== INPUT DATA ==
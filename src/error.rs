//! Error types for the Othello engine

use std::path::PathBuf;

use thiserror::Error;

use crate::board::Side;

/// Errors raised by the board and its rules
#[derive(Error, Debug, Clone, PartialEq, Eq)]
pub enum GameError {
    /// Move does not flip anything or targets an occupied square
    #[error("illegal move for {side}: ({row}, {col})")]
    IllegalMove { row: u8, col: u8, side: Side },

    #[error("board text has {got} cells, expected {expected}")]
    ParseLength { expected: usize, got: usize },

    #[error("invalid cell character '{character}' at ({row}, {col})")]
    ParseCell { character: char, row: usize, col: usize },
}

/// Errors raised while choosing a move
#[derive(Error, Debug)]
pub enum EngineError {
    /// Move selection was requested for a side that cannot move
    #[error("no legal moves available for {side}")]
    NoLegalMoves { side: Side },

    /// An agent was asked to play the other colour
    #[error("agent plays {got} but it is {expected}'s turn")]
    SideMismatch { expected: Side, got: Side },

    #[error(transparent)]
    Game(#[from] GameError),

    #[error(transparent)]
    Config(#[from] ConfigError),
}

/// Errors raised while loading or validating configuration
#[derive(Error, Debug)]
pub enum ConfigError {
    #[error("search depth {depth} exceeds the maximum of {max}")]
    DepthTooLarge { depth: u8, max: u8 },

    /// A weight large enough to overflow a 64-square evaluation
    #[error("weight magnitude {weight} exceeds the maximum of {max}")]
    WeightOutOfRange { weight: i32, max: i32 },

    #[error("failed to read {}: {source}", .path.display())]
    Io {
        path: PathBuf,
        #[source]
        source: std::io::Error,
    },

    #[error("invalid configuration JSON: {0}")]
    Json(#[from] serde_json::Error),
}

/// Result type alias for engine operations
pub type EngineResult<T> = Result<T, EngineError>;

== YOUR INSTRUCTIONS ==
Only lines that contain "invalid" are needed, so copy each of them from the data.

== REPLY ==
    #[error("invalid cell character '{character}' at ({row}, {col})")]
    #[error("invalid configuration JSON: {0}")]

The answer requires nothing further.